1. Over the last 12 months, Eric acquired the following assets: an antique vase (for \$2,000), an antique chair (for \$3,000), a painting (for \$9,000), a home sound system (for \$12,000), and shares in a listed company (for \$5,000). Last week he sold these assets as follows: antique vase (for \$3,000), antique chair (for \$1,000), painting (for \$1,000), sound system (for \$11,000) and shares (for \$20,000). Calculate his net capital gain or net capital loss for the year.

2. Brian is a bank executive. As part of his remuneration package, his employer provided him with a three-year loan of \$1m at a special interest rate of 1% pa (payable in monthly instalments). The loan was provided on 1 April 2016. Brian used 40% of the borrowed funds for income-producing purposes and met all his obligations in relation to the interest payments. Calculate the taxable value of this fringe benefit for the 2016/17 FBT year. Would your answer be different if the interest was only payable at the end of the loan rather than in monthly instalments? What would happen if the bank released Brian from repaying the interest on the loan?

3. Jack (an architect) and his wife Jill (a housewife) borrowed money to purchase a rental property as joint tenants. They entered into a written agreement which provided that Jack is entitled to 10% of the profits from the property and Jill is entitled to 90% of the profits from the property. The agreement also provided that if the property generates a loss, Jack is entitled to 100% of the loss. Last year a loss of \$10,000 arose. How is this loss allocated for tax purposes? If Jack and Jill decide to sell the property, how would they be required to account for any capital gain or capital loss?

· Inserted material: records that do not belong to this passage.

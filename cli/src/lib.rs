// Copyright (c) 2026 100monkeys.ai
// SPDX-License-Identifier: AGPL-3.0
//! algo-agent CLI library - exposes testable components
//!
//! # Architecture
//!
//! - **Layer:** Interface / Presentation Layer
//! - **Purpose:** Command handlers and the long-running agent server

pub mod commands;
pub mod daemon;
pub mod logging;
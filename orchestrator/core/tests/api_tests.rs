// Copyright (c) 2026 100monkeys.ai
// SPDX-License-Identifier: AGPL-3.0

mod common;

use algo_agent_core::application::deploy::DeployOrchestrator;
use algo_agent_core::application::dispatcher::Dispatcher;
use algo_agent_core::application::evaluation::EvaluationOrchestrator;
use algo_agent_core::application::extraction::ExtractionOrchestrator;
use algo_agent_core::application::training::TrainingOrchestrator;
use algo_agent_core::domain::messages::TrainTaskRequest;
use algo_agent_core::domain::record::{
    DeployServiceRecord, EvalTaskRecord, ExtractTaskRecord, TrainingTaskRecord,
};
use algo_agent_core::presentation::api::{app, ApiResponse, AppState};
use axum::body::Body;
use axum::http::{Request, StatusCode};
use axum::Router;
use common::Harness;
use serde_json::{json, Value};
use std::sync::Arc;
use std::time::Duration;
use tower::ServiceExt;

struct Stack {
    router: Router,
    training: Arc<TrainingOrchestrator>,
}

fn stack(h: &Harness) -> Stack {
    let training = Arc::new(TrainingOrchestrator::new(h.lifecycle::<TrainingTaskRecord>()));
    let evaluation = Arc::new(EvaluationOrchestrator::new(h.lifecycle::<EvalTaskRecord>()));
    let extraction = Arc::new(ExtractionOrchestrator::new(h.lifecycle::<ExtractTaskRecord>()));
    let deploy = Arc::new(DeployOrchestrator::new(h.lifecycle::<DeployServiceRecord>()));
    let dispatcher = Arc::new(Dispatcher::new(
        training.clone(),
        evaluation.clone(),
        extraction.clone(),
        deploy.clone(),
    ));
    let router = app(AppState {
        dispatcher,
        training: training.clone(),
        evaluation,
        extraction,
        deploy,
    });
    Stack { router, training }
}

async fn call(router: &Router, method: &str, uri: &str, body: Option<Value>) -> (StatusCode, ApiResponse) {
    let request = Request::builder().method(method).uri(uri);
    let request = match body {
        Some(body) => request
            .header("content-type", "application/json")
            .body(Body::from(body.to_string()))
            .unwrap(),
        None => request.body(Body::empty()).unwrap(),
    };
    let response = router.clone().oneshot(request).await.unwrap();
    let status = response.status();
    let bytes = axum::body::to_bytes(response.into_body(), usize::MAX).await.unwrap();
    (status, serde_json::from_slice(&bytes).unwrap())
}

#[tokio::test]
async fn health_reports_ok() {
    let h = Harness::new();
    let s = stack(&h);
    let (status, body) = call(&s.router, "GET", "/health", None).await;
    assert_eq!(status, StatusCode::OK);
    assert_eq!(body.code, 0);
}

#[tokio::test]
async fn unknown_message_type_is_rejected() {
    let h = Harness::new();
    let s = stack(&h);
    let (status, body) = call(
        &s.router,
        "POST",
        "/api/v1/messages",
        Some(json!({"type": 42, "payload": {}})),
    )
    .await;
    assert_eq!(status, StatusCode::BAD_REQUEST);
    assert_eq!(body.code, 1);
}

#[tokio::test]
async fn command_envelope_is_dispatched_in_background() {
    let mut h = Harness::new();
    let s = stack(&h);
    let (status, _) = call(
        &s.router,
        "POST",
        "/api/v1/messages",
        Some(json!({"type": 4, "payload": {"taskId": "77", "op": 1}})),
    )
    .await;
    assert_eq!(status, StatusCode::ACCEPTED);

    let message = tokio::time::timeout(Duration::from_secs(2), h.rx.recv())
        .await
        .unwrap()
        .unwrap();
    assert_eq!(message.envelope.payload["taskId"], "77");
    assert_eq!(message.envelope.payload["remark"], "task not found");
}

#[tokio::test]
async fn tasks_are_listed_per_kind() {
    let h = Harness::new();
    let s = stack(&h);
    s.training
        .lifecycle()
        .register(&TrainingTaskRecord::from_request(TrainTaskRequest {
            task_id: "31".into(),
            ..Default::default()
        }))
        .unwrap();

    let (status, body) = call(&s.router, "GET", "/api/v1/tasks/train", None).await;
    assert_eq!(status, StatusCode::OK);
    let data = body.data.unwrap();
    assert_eq!(data.as_array().unwrap().len(), 1);
    assert_eq!(data[0]["taskId"], "31");

    let (status, body) = call(&s.router, "GET", "/api/v1/tasks/deploy", None).await;
    assert_eq!(status, StatusCode::OK);
    assert_eq!(body.data.unwrap(), json!([]));

    let (status, _) = call(&s.router, "GET", "/api/v1/tasks/backup", None).await;
    assert_eq!(status, StatusCode::BAD_REQUEST);
}

#[tokio::test]
async fn completion_signal_for_unknown_task_is_not_found() {
    let h = Harness::new();
    let s = stack(&h);
    let (status, body) = call(
        &s.router,
        "POST",
        "/api/v1/train/finish",
        Some(json!({"taskId": "nope", "bestEpoch": 1})),
    )
    .await;
    assert_eq!(status, StatusCode::NOT_FOUND);
    assert_eq!(body.code, 1);
}

#[tokio::test]
async fn epoch_report_is_forwarded_with_extra_metrics() {
    let mut h = Harness::new();
    let s = stack(&h);
    let (status, _) = call(
        &s.router,
        "POST",
        "/api/v1/train/epoch",
        Some(json!({"taskId": "5", "epoch": 3, "estimatedTimeLeft": 120, "loss": 0.42})),
    )
    .await;
    assert_eq!(status, StatusCode::OK);

    let payload = h.rx.try_recv().unwrap().envelope.payload;
    assert_eq!(payload["taskStatus"], 7);
    assert_eq!(payload["metrics"]["epoch"], 3);
    assert_eq!(payload["metrics"]["estimateTimeLeft"], 120);
    assert_eq!(payload["metrics"]["loss"], 0.42);
}

#[tokio::test]
async fn deploy_without_service_id_is_rejected() {
    let h = Harness::new();
    let s = stack(&h);
    let (status, _) = call(&s.router, "POST", "/api/v1/deploy", Some(json!({"inferImageName": "x"}))).await;
    assert_eq!(status, StatusCode::BAD_REQUEST);
}

#[tokio::test]
async fn service_ids_that_climb_directories_are_rejected() {
    let h = Harness::new();
    let s = stack(&h);
    let (status, _) = call(
        &s.router,
        "POST",
        "/api/v1/deploy",
        Some(json!({"serviceId": "..", "inferImageName": "x"})),
    )
    .await;
    assert_eq!(status, StatusCode::BAD_REQUEST);

    let (status, _) = call(
        &s.router,
        "POST",
        "/api/v1/deploy/destroy",
        Some(json!({"serviceId": "../train"})),
    )
    .await;
    assert_eq!(status, StatusCode::BAD_REQUEST);
}

#[tokio::test]
async fn checkpoint_outside_task_directory_is_unprocessable() {
    let h = Harness::new();
    let s = stack(&h);
    s.training
        .lifecycle()
        .register(&TrainingTaskRecord::from_request(TrainTaskRequest {
            task_id: "32".into(),
            ..Default::default()
        }))
        .unwrap();

    let (status, body) = call(
        &s.router,
        "POST",
        "/api/v1/train/checkpoint",
        Some(json!({"taskId": "32", "epoch": 1, "checkpointPath": "/workspace/../training.json"})),
    )
    .await;
    assert_eq!(status, StatusCode::UNPROCESSABLE_ENTITY);
    assert_eq!(body.code, 1);
}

4. What principle was established in IRC v Duke of Westminster [1936] AC 1? How relevant is that principle today in Australia?

5. Bill owns a large parcel of land on which there are many tall pine trees. Bill intends to use the land for grazing sheep and therefore wants to have it cleared. He discovers that a logging company is prepared to pay him \$1,000 for every 100 metres of timber they can take from his land. Leaving aside any capital gains tax issues, advise Bill as to whether he would be assessed on the receipts from this arrangement. Would your answer be different if he was simply paid a lump sum of \$50,000 for granting the logging company a right to remove as much timber as required from his land?

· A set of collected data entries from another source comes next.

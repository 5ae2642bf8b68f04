/// HTTP request handlers (REST API)
pub mod auth;

// Re-export handlers for easy access
pub use auth::{login, logout, me, reissue, sign_up, LogoutResponse};
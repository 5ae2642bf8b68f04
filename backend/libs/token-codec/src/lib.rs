/// Shared JWT codec for the auth service
///
/// Signs and validates the access/refresh token pair using HS256 with a
/// process-wide secret. The codec is a plain value constructed from
/// configuration at startup and handed to consumers by injection, so there is
/// no global key state.
///
/// Access tokens carry the subject and its roles; refresh tokens carry only
/// their own lifetime. The subject association for a refresh token is
/// maintained externally by the session store.
use chrono::{Duration, Utc};
use jsonwebtoken::{
    decode, encode, errors::ErrorKind, Algorithm, DecodingKey, EncodingKey, Header, Validation,
};
use serde::{Deserialize, Serialize};
use thiserror::Error;
use uuid::Uuid;

/// JWT algorithm used for both token kinds.
const JWT_ALGORITHM: Algorithm = Algorithm::HS256;

pub const TOKEN_TYPE_ACCESS: &str = "access";
pub const TOKEN_TYPE_REFRESH: &str = "refresh";

#[derive(Debug, Error)]
pub enum TokenError {
    /// Structural corruption: not a JWT, bad base64, bad JSON payload.
    #[error("malformed token")]
    Malformed,

    /// The signature does not verify against the configured secret.
    #[error("invalid token signature")]
    InvalidSignature,

    /// Signature and structure are valid but the token is past its expiry.
    /// The decoded claims ride along: the reissue flow identifies the
    /// refreshing subject from an expired access token.
    #[error("token expired")]
    Expired(Box<AccessClaims>),

    #[error("token signing failed: {0}")]
    Signing(String),
}

/// Claims embedded in an access token.
#[derive(Debug, Clone, Serialize, Deserialize)]
pub struct AccessClaims {
    /// Subject (user id)
    pub sub: String,
    /// Role names granted to the subject
    pub roles: Vec<String>,
    /// Issued at (Unix timestamp)
    pub iat: i64,
    /// Expiration time (Unix timestamp)
    pub exp: i64,
    /// Token type: always "access"
    pub token_type: String,
    /// Unique token id
    pub jti: String,
}

/// Claims embedded in a refresh token. Deliberately carries no subject or
/// roles; the session store owns the subject association.
#[derive(Debug, Serialize, Deserialize)]
struct RefreshClaims {
    iat: i64,
    exp: i64,
    token_type: String,
    jti: String,
}

/// Minimal view shared by both token kinds, for expiry-only checks.
#[derive(Debug, Deserialize)]
struct BaseClaims {
    exp: i64,
}

/// A freshly issued access/refresh pair.
#[derive(Debug, Clone, Serialize)]
pub struct TokenPair {
    pub access_token: String,
    pub refresh_token: String,
    /// Absolute refresh expiry, epoch milliseconds
    pub refresh_expires_at_ms: i64,
}

#[derive(Clone)]
pub struct TokenCodec {
    encoding_key: EncodingKey,
    decoding_key: DecodingKey,
    access_ttl: Duration,
    refresh_ttl: Duration,
}

impl TokenCodec {
    pub fn new(secret: &str, access_ttl_secs: i64, refresh_ttl_secs: i64) -> Self {
        Self {
            encoding_key: EncodingKey::from_secret(secret.as_bytes()),
            decoding_key: DecodingKey::from_secret(secret.as_bytes()),
            access_ttl: Duration::seconds(access_ttl_secs),
            refresh_ttl: Duration::seconds(refresh_ttl_secs),
        }
    }

    pub fn access_ttl_millis(&self) -> i64 {
        self.access_ttl.num_milliseconds()
    }

    pub fn refresh_ttl_millis(&self) -> i64 {
        self.refresh_ttl.num_milliseconds()
    }

    /// Issue a signed access/refresh pair for `subject`.
    ///
    /// Every token gets a fresh `jti`, so two pairs issued within the same
    /// second are still distinct values.
    pub fn issue(&self, subject: &str, roles: &[String]) -> Result<TokenPair, TokenError> {
        let now = Utc::now();
        let access_expiry = now + self.access_ttl;
        let refresh_expiry = now + self.refresh_ttl;

        let access_claims = AccessClaims {
            sub: subject.to_owned(),
            roles: roles.to_vec(),
            iat: now.timestamp(),
            exp: access_expiry.timestamp(),
            token_type: TOKEN_TYPE_ACCESS.to_owned(),
            jti: Uuid::new_v4().to_string(),
        };

        let refresh_claims = RefreshClaims {
            iat: now.timestamp(),
            exp: refresh_expiry.timestamp(),
            token_type: TOKEN_TYPE_REFRESH.to_owned(),
            jti: Uuid::new_v4().to_string(),
        };

        let header = Header::new(JWT_ALGORITHM);
        let access_token = encode(&header, &access_claims, &self.encoding_key)
            .map_err(|e| TokenError::Signing(e.to_string()))?;
        let refresh_token = encode(&header, &refresh_claims, &self.encoding_key)
            .map_err(|e| TokenError::Signing(e.to_string()))?;

        Ok(TokenPair {
            access_token,
            refresh_token,
            refresh_expires_at_ms: refresh_expiry.timestamp_millis(),
        })
    }

    /// Decode and verify an access token's claims.
    ///
    /// The signature is always enforced. An expired token yields
    /// `TokenError::Expired` with the claims still attached.
    pub fn parse_claims(&self, token: &str) -> Result<AccessClaims, TokenError> {
        let mut validation = Validation::new(JWT_ALGORITHM);
        validation.validate_exp = false;

        let data = decode::<AccessClaims>(token, &self.decoding_key, &validation)
            .map_err(map_decode_error)?;

        let claims = data.claims;
        if claims.exp < Utc::now().timestamp() {
            return Err(TokenError::Expired(Box::new(claims)));
        }
        Ok(claims)
    }

    /// True only if the signature verifies and the token is unexpired.
    /// Works for either token kind.
    pub fn validate(&self, token: &str) -> bool {
        let validation = Validation::new(JWT_ALGORITHM);
        decode::<BaseClaims>(token, &self.decoding_key, &validation).is_ok()
    }

    /// Milliseconds until expiry, clamped at 0. The signature is still
    /// enforced; only the expiry check is skipped.
    pub fn remaining_lifetime_millis(&self, token: &str) -> Result<i64, TokenError> {
        let mut validation = Validation::new(JWT_ALGORITHM);
        validation.validate_exp = false;

        let data = decode::<BaseClaims>(token, &self.decoding_key, &validation)
            .map_err(map_decode_error)?;

        let remaining = data.claims.exp * 1000 - Utc::now().timestamp_millis();
        Ok(remaining.max(0))
    }
}

fn map_decode_error(err: jsonwebtoken::errors::Error) -> TokenError {
    match err.kind() {
        ErrorKind::InvalidSignature | ErrorKind::InvalidAlgorithm => TokenError::InvalidSignature,
        _ => TokenError::Malformed,
    }
}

## Calculation of taxable value of fringe benefits

The issue is to analyse the given information and to calculate the value of net capital gains or net capital loss for the taxpayer Eric.

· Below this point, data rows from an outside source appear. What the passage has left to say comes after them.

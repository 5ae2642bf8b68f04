/// Password hashing and verification using Argon2id
use argon2::{
    password_hash::{PasswordHasher as _, SaltString},
    Argon2, PasswordHash, PasswordVerifier,
};

use crate::error::{AuthError, AuthResult};

/// Special characters accepted in passwords
const PASSWORD_SPECIALS: &str = "~!@#$%^&*()+|=";

/// One-way hashing seam consumed by the orchestrator.
pub trait PasswordHasher: Send + Sync {
    fn hash(&self, raw: &str) -> AuthResult<String>;
    fn verify(&self, raw: &str, hash: &str) -> AuthResult<bool>;
}

pub struct Argon2Hasher;

impl PasswordHasher for Argon2Hasher {
    fn hash(&self, raw: &str) -> AuthResult<String> {
        let salt = SaltString::generate(rand::thread_rng());

        let password_hash = Argon2::default()
            .hash_password(raw.as_bytes(), &salt)
            .map_err(|_| AuthError::Internal("failed to hash password".to_string()))?
            .to_string();

        Ok(password_hash)
    }

    fn verify(&self, raw: &str, hash: &str) -> AuthResult<bool> {
        let parsed_hash = PasswordHash::new(hash)
            .map_err(|_| AuthError::Internal("invalid password hash format".to_string()))?;

        Ok(Argon2::default()
            .verify_password(raw.as_bytes(), &parsed_hash)
            .is_ok())
    }
}

/// Validate password strength
/// Requirements:
/// - 8 to 16 characters, from letters, digits and `~!@#$%^&*()+|=`
/// - At least one letter
/// - At least one digit
/// - At least one special character
pub fn validate_strength(password: &str) -> AuthResult<()> {
    if password.len() < 8 || password.len() > 16 {
        return Err(AuthError::WeakPassword);
    }

    let mut has_letter = false;
    let mut has_digit = false;
    let mut has_special = false;

    for c in password.chars() {
        if c.is_ascii_alphabetic() {
            has_letter = true;
        } else if c.is_ascii_digit() {
            has_digit = true;
        } else if PASSWORD_SPECIALS.contains(c) {
            has_special = true;
        } else {
            return Err(AuthError::WeakPassword);
        }
    }

    if has_letter && has_digit && has_special {
        Ok(())
    } else {
        Err(AuthError::WeakPassword)
    }
}

#[cfg(test)]
mod tests {
    use super::*;

    #[test]
    fn test_hash_and_verify() {
        let password = "Abcd1234!";
        let hash = Argon2Hasher.hash(password).unwrap();
        assert!(Argon2Hasher.verify(password, &hash).unwrap());
    }

    #[test]
    fn test_wrong_password() {
        let hash = Argon2Hasher.hash("Abcd1234!").unwrap();
        assert!(!Argon2Hasher.verify("Wxyz9876!", &hash).unwrap());
    }

    #[test]
    fn test_hashes_are_salted() {
        let first = Argon2Hasher.hash("Abcd1234!").unwrap();
        let second = Argon2Hasher.hash("Abcd1234!").unwrap();
        assert_ne!(first, second);
    }

    #[test]
    fn test_strength_accepts_valid_password() {
        assert!(validate_strength("Abcd1234!").is_ok());
        assert!(validate_strength("abcd1234~").is_ok());
    }

    #[test]
    fn test_strength_too_short() {
        assert!(validate_strength("Ab1!").is_err());
    }

    #[test]
    fn test_strength_too_long() {
        assert!(validate_strength("Abcdefgh12345678!").is_err());
    }

    #[test]
    fn test_strength_no_digit() {
        assert!(validate_strength("Abcdefgh!").is_err());
    }

    #[test]
    fn test_strength_no_special() {
        assert!(validate_strength("Abcd1234").is_err());
    }

    #[test]
    fn test_strength_no_letter() {
        assert!(validate_strength("12345678!").is_err());
    }

    #[test]
    fn test_strength_rejects_disallowed_character() {
        assert!(validate_strength("Abcd 1234!").is_err());
    }
}
/// Test fixtures and in-memory collaborators for orchestrator tests
use std::collections::HashMap;
use std::sync::{Arc, Mutex};
use std::time::{Duration, Instant};

use async_trait::async_trait;
use token_codec::TokenCodec;

use crate::db::CredentialStore;
use crate::error::AuthResult;
use crate::models::User;
use crate::security::Argon2Hasher;
use crate::services::AuthService;
use crate::store::SessionStore;

/// Standard test identity (the worked scenario from the design notes)
pub const TEST_ID: &str = "alice01";
pub const TEST_EMAIL: &str = "a@x.com";
pub const TEST_PASSWORD: &str = "Abcd1234!";

/// Alternative identity for duplicate checks
pub const TEST_ID_2: &str = "bob0234";
pub const TEST_EMAIL_2: &str = "b@x.com";

pub const TEST_SECRET: &str = "test-signing-secret-0123456789abcdef";

/// In-memory credential store
pub struct MemoryCredentialStore {
    users: Mutex<HashMap<String, User>>,
}

impl MemoryCredentialStore {
    pub fn new() -> Self {
        Self {
            users: Mutex::new(HashMap::new()),
        }
    }

    pub fn user_count(&self) -> usize {
        self.users.lock().unwrap().len()
    }
}

#[async_trait]
impl CredentialStore for MemoryCredentialStore {
    async fn exists_by_id(&self, id: &str) -> AuthResult<bool> {
        Ok(self.users.lock().unwrap().contains_key(id))
    }

    async fn exists_by_email(&self, email: &str) -> AuthResult<bool> {
        Ok(self
            .users
            .lock()
            .unwrap()
            .values()
            .any(|u| u.email == email))
    }

    async fn find_by_id(&self, id: &str) -> AuthResult<Option<User>> {
        Ok(self.users.lock().unwrap().get(id).cloned())
    }

    async fn save(&self, user: &User) -> AuthResult<User> {
        self.users
            .lock()
            .unwrap()
            .insert(user.id.clone(), user.clone());
        Ok(user.clone())
    }
}

/// In-memory session store with per-key deadlines
pub struct MemorySessionStore {
    entries: Mutex<HashMap<String, (String, Instant)>>,
}

impl MemorySessionStore {
    pub fn new() -> Self {
        Self {
            entries: Mutex::new(HashMap::new()),
        }
    }

    /// Keys with an unexpired entry, for asserting on store contents
    pub fn live_keys(&self) -> Vec<String> {
        let now = Instant::now();
        self.entries
            .lock()
            .unwrap()
            .iter()
            .filter(|(_, (_, deadline))| *deadline > now)
            .map(|(key, _)| key.clone())
            .collect()
    }
}

#[async_trait]
impl SessionStore for MemorySessionStore {
    async fn put(&self, key: &str, value: &str, ttl_millis: i64) -> AuthResult<()> {
        let deadline = Instant::now() + Duration::from_millis(ttl_millis.max(0) as u64);
        self.entries
            .lock()
            .unwrap()
            .insert(key.to_owned(), (value.to_owned(), deadline));
        Ok(())
    }

    async fn get(&self, key: &str) -> AuthResult<Option<String>> {
        let mut entries = self.entries.lock().unwrap();
        match entries.get(key) {
            Some((value, deadline)) if *deadline > Instant::now() => Ok(Some(value.clone())),
            Some(_) => {
                entries.remove(key);
                Ok(None)
            }
            None => Ok(None),
        }
    }

    async fn delete(&self, key: &str) -> AuthResult<()> {
        self.entries.lock().unwrap().remove(key);
        Ok(())
    }
}

/// An orchestrator wired to in-memory collaborators, with handles kept so
/// tests can inspect store contents directly.
pub struct TestHarness {
    pub users: Arc<MemoryCredentialStore>,
    pub sessions: Arc<MemorySessionStore>,
    pub codec: TokenCodec,
    pub service: AuthService,
}

pub fn test_codec() -> TokenCodec {
    TokenCodec::new(TEST_SECRET, 1800, 60 * 60 * 24 * 7)
}

/// Harness with the standard codec (30 min access / 7 day refresh)
pub fn test_service() -> TestHarness {
    harness_with_codec(test_codec())
}

pub fn harness_with_codec(codec: TokenCodec) -> TestHarness {
    let users = Arc::new(MemoryCredentialStore::new());
    let sessions = Arc::new(MemorySessionStore::new());
    let service = AuthService::new(
        users.clone(),
        Arc::new(Argon2Hasher),
        codec.clone(),
        sessions.clone(),
    );

    TestHarness {
        users,
        sessions,
        codec,
        service,
    }
}

/// Register and log in the standard test user, returning the token pair.
pub async fn registered_and_logged_in(harness: &TestHarness) -> token_codec::TokenPair {
    harness
        .service
        .register(TEST_ID, TEST_EMAIL, TEST_PASSWORD)
        .await
        .expect("registration should succeed");

    harness
        .service
        .login(TEST_ID, TEST_PASSWORD)
        .await
        .expect("login should succeed")
}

As per section 108 -10 (2) of Income Tax Assessment Act 1997,  jewellery, coins, books, painting, art work, any manuscript, or antique item would be classified as collectable. To be exempt from CGT (Capital Gains Tax), it is essential that the purchasing date of the items must be before September 20, 1985 or the buying price of the item must be less than \$500. Further, it is noteworthy that the loss incurred on the sale of collectable would only be compensated with the capital gains that would result from the sale of collectable.  If the taxpayer would not have any capital gains from collectable to offset these losses, then the capital loss would be shifted to next financial year (Gilders et. al., 2016).

As per section 108 -10 (3) of Income Tax Assessment Act 1997, the capital loss incurred from the sale of any personal use asset would not be taken into account while calculating the net capital gains/loss. However, if the personal use asset has acquisition cost of higher than \$10,000 then only the derived capital gains would be considered else not (Sadiq et. al., 2016).

As per section 104 - 5 of Income Tax Assessment Act 1997, income derived from the sales of shares would be taken into account for CGT liability on the part of taxpayer. Further, if the shares are not held for more than 1 year, then the taxpayer is not liable for any discount on the calculation of net capital loss/gains (s. 115-25, ITAA 1997) (Deutsch et. al., 2016).

• Eric is the concerned taxpayer who purchased an antique vase, antique chair, and a painting for a cost of \$2000, \$3000 and \$9000 respectively. He has sold an antique vase, antique chair, and a painting for \$3000, \$1000 and \$1000 respectively.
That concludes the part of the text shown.